Practice Management interface configurations must be updated to include ICD-10
If you have not yet done so, it is strongly recommended that you reach out to your PM vendor for ICD-10 compliance. If your vendor is able/ready to accept ICD-10 codes, do not delay, contact gMed as soon as possible and request that your interface settings are turned on for ICD-10 inclusion.
Common lists and Patient diagnoses lists must be updated with ICD-10 codes
- Ensure that ALL your user list items in Diagnoses, Impressions and Conditions include ICD-10 codes. gGastro provides an easy visual indication for items with missing codes. Review and update all those items.
- Identify the common ICD-9 codes that translate into multiple ICD-10 codes. Update your favorites lists with the expanded terminology and get your clinicians used to selecting the more specific terms.
- When searching for an ICD-10 code, DO NOT use an ICD-9 code as a search parameter, but use the appropriate term instead. This is extremely important. Because ICD-9 codes are more limited in their definition, searching by the disease/term is the only reliable way to find the appropriate variations translating a single ICD-9 into potentially multiple ICD-10 codes.
- Advise your users to update all patient diagnoses that they come across during the daily interactions.
- Clean up your patient diagnoses lists proactively by using the following steps/reports
Go to Medical Charts – Advanced Search
- Select the option to include patients with missing ICD-10 codes on Problems/Diagnoses (and Conditions if you prefer).
- Select appointments scheduled within a specific period of time
- Run the report.
- From the search results you can access each patient’s chart, Diagnoses section, to clean up any diagnoses that are missing ICD-10 codes.

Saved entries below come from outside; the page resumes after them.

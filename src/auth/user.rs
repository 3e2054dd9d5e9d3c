//! Code for creating the user table and fetching users from the database.

use std::fmt::Display;

use rusqlite::{Connection, Row};
use serde::{Deserialize, Serialize};

use crate::{Error, auth::PasswordHash};

/// A newtype wrapper for integer user IDs.
///
/// This helps disambiguate user IDs from other types of IDs, leading to better compile time
/// errors.
#[derive(Clone, Copy, Debug, PartialEq, Eq, Serialize, Deserialize, Hash)]
pub struct UserID(i64);

impl UserID {
    /// Create a new user ID.
    pub fn new(id: i64) -> Self {
        Self(id)
    }

    /// Cast the user ID to a 64 bit integer.
    pub fn as_i64(&self) -> i64 {
        self.0
    }
}

impl Display for UserID {
    fn fmt(&self, f: &mut std::fmt::Formatter<'_>) -> std::fmt::Result {
        self.0.fmt(f)
    }
}

/// An email address, trimmed and lowercased.
///
/// Only checked for an `@` with something either side of it. Whether the
/// address can receive mail is not checked.
#[derive(Clone, Debug, PartialEq, Eq, Serialize, Deserialize)]
pub struct Email(String);

impl Email {
    /// Normalize and check `raw_email`.
    ///
    /// # Errors
    /// Returns [Error::InvalidEmail] if the address has no `@`, or nothing before or after it.
    pub fn new(raw_email: &str) -> Result<Self, Error> {
        let email = raw_email.trim().to_lowercase();

        match email.split_once('@') {
            Some((local, domain))
                if !local.is_empty() && !domain.is_empty() && !email.contains(char::is_whitespace) =>
            {
                Ok(Self(email))
            }
            _ => Err(Error::InvalidEmail(raw_email.trim().to_owned())),
        }
    }

    /// Create an email without normalizing or checking it.
    ///
    /// The caller should ensure the string came from [Email::new], e.g. it was read from the database.
    pub fn new_unchecked(email: &str) -> Self {
        Self(email.to_owned())
    }

    /// The normalized address.
    pub fn as_str(&self) -> &str {
        &self.0
    }
}

impl Display for Email {
    fn fmt(&self, f: &mut std::fmt::Formatter<'_>) -> std::fmt::Result {
        f.write_str(&self.0)
    }
}

impl AsRef<str> for Email {
    fn as_ref(&self) -> &str {
        &self.0
    }
}

/// A user of the application.
#[derive(Debug, Clone, PartialEq)]
pub struct User {
    /// The user's ID in the application database.
    pub id: UserID,
    /// The address the user logs in with.
    pub email: Email,
    /// The user's password hash.
    pub password_hash: PasswordHash,
    /// A URL or data URI for the user's avatar.
    pub display_image: Option<String>,
}

/// Create the user table.
///
/// # Errors
///
/// This function will return an error if the SQL query failed.
pub fn create_user_table(connection: &Connection) -> Result<(), rusqlite::Error> {
    connection.execute(
        "CREATE TABLE IF NOT EXISTS user (
                id INTEGER PRIMARY KEY,
                email TEXT NOT NULL UNIQUE,
                password TEXT NOT NULL,
                display_image TEXT
                )",
        (),
    )?;

    Ok(())
}

/// Create and insert a new user into the database.
///
/// # Errors
///
/// Returns:
/// - [Error::DuplicateEmail] if another user already has `email`,
/// - [Error::SqlError] if some other SQL related error occurred.
pub fn create_user(
    email: Email,
    password_hash: PasswordHash,
    display_image: Option<String>,
    connection: &Connection,
) -> Result<User, Error> {
    connection.execute(
        "INSERT INTO user (email, password, display_image) VALUES (?1, ?2, ?3)",
        (email.as_str(), password_hash.to_string(), &display_image),
    )?;

    let id = UserID::new(connection.last_insert_rowid());

    Ok(User {
        id,
        email,
        password_hash,
        display_image,
    })
}

fn map_user_row(row: &Row) -> Result<User, rusqlite::Error> {
    let raw_email: String = row.get(1)?;
    let raw_password_hash: String = row.get(2)?;

    Ok(User {
        id: UserID::new(row.get(0)?),
        email: Email::new_unchecked(&raw_email),
        password_hash: PasswordHash::new_unchecked(&raw_password_hash),
        display_image: row.get(3)?,
    })
}

/// Get the user from the database with an ID equal to `user_id`.
///
/// # Errors
///
/// This function will return an error if:
/// - `user_id` does not belong to a registered user.
/// - there was an error trying to access the store.
pub fn get_user_by_id(user_id: UserID, connection: &Connection) -> Result<User, Error> {
    connection
        .prepare("SELECT id, email, password, display_image FROM user WHERE id = :id")?
        .query_row(&[(":id", &user_id.as_i64())], map_user_row)
        .map_err(|error| error.into())
}

/// Get the user that logs in with `email`.
///
/// # Errors
///
/// Returns [Error::NotFound] if no user has that email.
pub fn get_user_by_email(email: &Email, connection: &Connection) -> Result<User, Error> {
    connection
        .prepare("SELECT id, email, password, display_image FROM user WHERE email = :email")?
        .query_row(&[(":email", email.as_str())], map_user_row)
        .map_err(|error| error.into())
}

/// Change the email and display image of a user.
///
/// # Errors
///
/// Returns:
/// - [Error::DuplicateEmail] if another user already has `email`,
/// - [Error::NotFound] if `user_id` does not belong to a registered user.
pub fn update_profile(
    user_id: UserID,
    email: &Email,
    display_image: Option<&str>,
    connection: &Connection,
) -> Result<User, Error> {
    connection
        .prepare(
            "UPDATE user SET email = ?1, display_image = ?2 WHERE id = ?3
            RETURNING id, email, password, display_image",
        )?
        .query_row(
            (email.as_str(), display_image, user_id.as_i64()),
            map_user_row,
        )
        .map_err(|error| error.into())
}

/// Replace the display image of a user.
///
/// # Errors
///
/// Returns [Error::NotFound] if `user_id` does not belong to a registered user.
pub fn set_display_image(
    user_id: UserID,
    display_image: &str,
    connection: &Connection,
) -> Result<(), Error> {
    let rows_affected = connection.execute(
        "UPDATE user SET display_image = ?1 WHERE id = ?2",
        (display_image, user_id.as_i64()),
    )?;

    if rows_affected == 0 {
        return Err(Error::NotFound);
    }

    Ok(())
}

gMed will execute a mass update on one-to-one diagnosis matches
With your upgrade to version 4.58 or as a separate task for clients in 4.57, gMed team will be able to run a tool for you to update all the user list items and patient diagnoses where there is a one-to-one match between ICD-9 and ICD-10 code. This will allow you to avoid manual updates of thousands of diagnosis entries, where appropriate. You will still have to manually update all those codes which do not have a simple one-to-one crosswalk.